Turkey's Transport Minister Binali Yildirim will consolidate strongman President Recep Tayyip Erdogan's grip on power as the country's new prime minister/AFP

Turkey’s Transport Minister Binali Yildirim will consolidate strongman President Recep Tayyip Erdogan’s grip on power as the country’s new prime minister/AFP

ANKARA, May 22 – Transport Minister Binali Yildirim is set to be appointed head of Turkey’s ruling party and the new prime minister Sunday, consolidating the grip on power of strongman President Recep Tayyip Erdogan.

The 60-year-old replaces in both jobs Ahmet Davutoglu, a former foreign minister who promoted his own ambitious agenda but threw in the towel after a power struggle with Erdogan.

Yildirim — a longstanding and faithful ally of Erdogan — is the only candidate at an extraordinary congress of the ruling Justice and Development Party (AKP) that will choose the party chairman.

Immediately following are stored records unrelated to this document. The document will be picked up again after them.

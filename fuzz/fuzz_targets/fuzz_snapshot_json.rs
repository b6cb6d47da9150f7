#![no_main]

use std::path::Path;

use apiwarden::infrastructure::FileSnapshotSource;
use libfuzzer_sys::fuzz_target;

fuzz_target!(|data: &[u8]| {
    if let Ok(content) = std::str::from_utf8(data) {
        if let Ok(snapshot) = FileSnapshotSource::parse(content, Path::new("fuzz.json")) {
            let _ = snapshot.fingerprint();
        }
        let _ = FileSnapshotSource::parse(content, Path::new("fuzz.yaml"));
    }
});
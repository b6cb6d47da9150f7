//! TOML Change Set Source
//!
//! Implements the ChangeSetSource port for `[[rename]]`, `[[bug_fix]]` and
//! `[[exception]]` annotation files.

use std::path::Path;

use crate::domain::entities::ChangeSet;
use crate::domain::ports::ChangeSetSource;
use crate::error::{WardenError, WardenResult};

#[derive(Debug, Clone, Copy, Default)]
pub struct TomlChangeSetSource;

impl TomlChangeSetSource {
    pub fn new() -> Self {
        Self
    }
}

impl ChangeSetSource for TomlChangeSetSource {
    fn load_change_set(&self, path: &Path) -> WardenResult<ChangeSet> {
        let content = std::fs::read_to_string(path).map_err(|e| WardenError::Parse {
            file: path.to_path_buf(),
            message: e.to_string(),
        })?;

        let changes: ChangeSet = toml::from_str(&content).map_err(|e| WardenError::Parse {
            file: path.to_path_buf(),
            message: e.to_string(),
        })?;

        tracing::debug!(
            path = %path.display(),
            renames = changes.renames.len(),
            bug_fixes = changes.bug_fixes.len(),
            exceptions = changes.exceptions.len(),
            "change set loaded"
        );
        Ok(changes)
    }
}
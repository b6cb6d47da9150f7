//! Domain Services
//!
//! Pure business logic services that operate on domain entities.
//! These services have no I/O dependencies and are easily testable.

mod differ;
mod engine;
mod rename_suggester;
mod window;

pub use differ::{ParamDiff, SnapshotDiffer};
pub use engine::{Classification, EvaluatedChange, Evaluation, PolicyEngine};
pub use rename_suggester::{RenameSuggester, RenameSuggestion, DEFAULT_THRESHOLD};
pub use window::{DeprecationWindowTracker, DEFAULT_WINDOW};
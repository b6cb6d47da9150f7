//! File Snapshot Source
//!
//! Implements the SnapshotSource port for JSON and YAML snapshot files.
//! The format is chosen by extension: `.yaml`/`.yml` is YAML, anything
//! else is JSON.

use std::path::Path;

use crate::domain::entities::{Snapshot, SnapshotDocument};
use crate::domain::ports::SnapshotSource;
use crate::error::{WardenError, WardenResult};

/// Serialization format of a snapshot file
#[derive(Debug, Clone, Copy, PartialEq, Eq)]
pub enum SnapshotFormat {
    Json,
    Yaml,
}

impl SnapshotFormat {
    pub fn from_path(path: &Path) -> Self {
        match path.extension().and_then(|e| e.to_str()) {
            Some(ext) if ext.eq_ignore_ascii_case("yaml") || ext.eq_ignore_ascii_case("yml") => {
                SnapshotFormat::Yaml
            }
            _ => SnapshotFormat::Json,
        }
    }
}

/// Reads snapshot documents from the local file system
#[derive(Debug, Clone, Copy, Default)]
pub struct FileSnapshotSource;

impl FileSnapshotSource {
    pub fn new() -> Self {
        Self
    }

    /// Parse snapshot content that was read from `path`
    pub fn parse(content: &str, path: &Path) -> WardenResult<Snapshot> {
        let parse_error = |message: String| WardenError::Parse {
            file: path.to_path_buf(),
            message,
        };

        let document: SnapshotDocument = match SnapshotFormat::from_path(path) {
            SnapshotFormat::Json => {
                serde_json::from_str(content).map_err(|e| parse_error(e.to_string()))?
            }
            SnapshotFormat::Yaml => {
                serde_yaml_ng::from_str(content).map_err(|e| parse_error(e.to_string()))?
            }
        };

        Snapshot::from_document(document)
    }
}

impl SnapshotSource for FileSnapshotSource {
    fn load_snapshot(&self, path: &Path) -> WardenResult<Snapshot> {
        let content = std::fs::read_to_string(path).map_err(|e| WardenError::Parse {
            file: path.to_path_buf(),
            message: e.to_string(),
        })?;
        let snapshot = Self::parse(&content, path)?;
        tracing::debug!(
            path = %path.display(),
            version = %snapshot.version(),
            symbols = snapshot.len(),
            "snapshot loaded"
        );
        Ok(snapshot)
    }
}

In a carefully-choreographed sequence of events, Erdogan is due later Sunday to hand Yildirim the mandate of prime minister, with a new government expected to be formed in the next days.

Analysts expect Yildirim to be a more pliant figure for Erdogan than Davutoglu, as the Turkish strongman presses on with his plan to create a presidential system in Turkey to further consolidate his powers.

Erdogan first came to power as prime minister in 2003, switching to the presidency in 2014. If he seeks a second presidential mandate in 2019, he could stay in power until 2024.

– ‘More harmony’ –

Transport minister for almost all of the last one-and-a-half decades, Yildirim has been Erdogan’s pointman for the implementation of his grandiose road and rail infrastructure projects.

“There appears to be more harmony” between Yildirim and the president than in the Davutoglu era, Deniz Zeyrek, the Ankara bureau chief of the Hurriyet daily, told AFP at the congress.

“Binali Yildirim is a more technocrat figure and a man of projects,” he said.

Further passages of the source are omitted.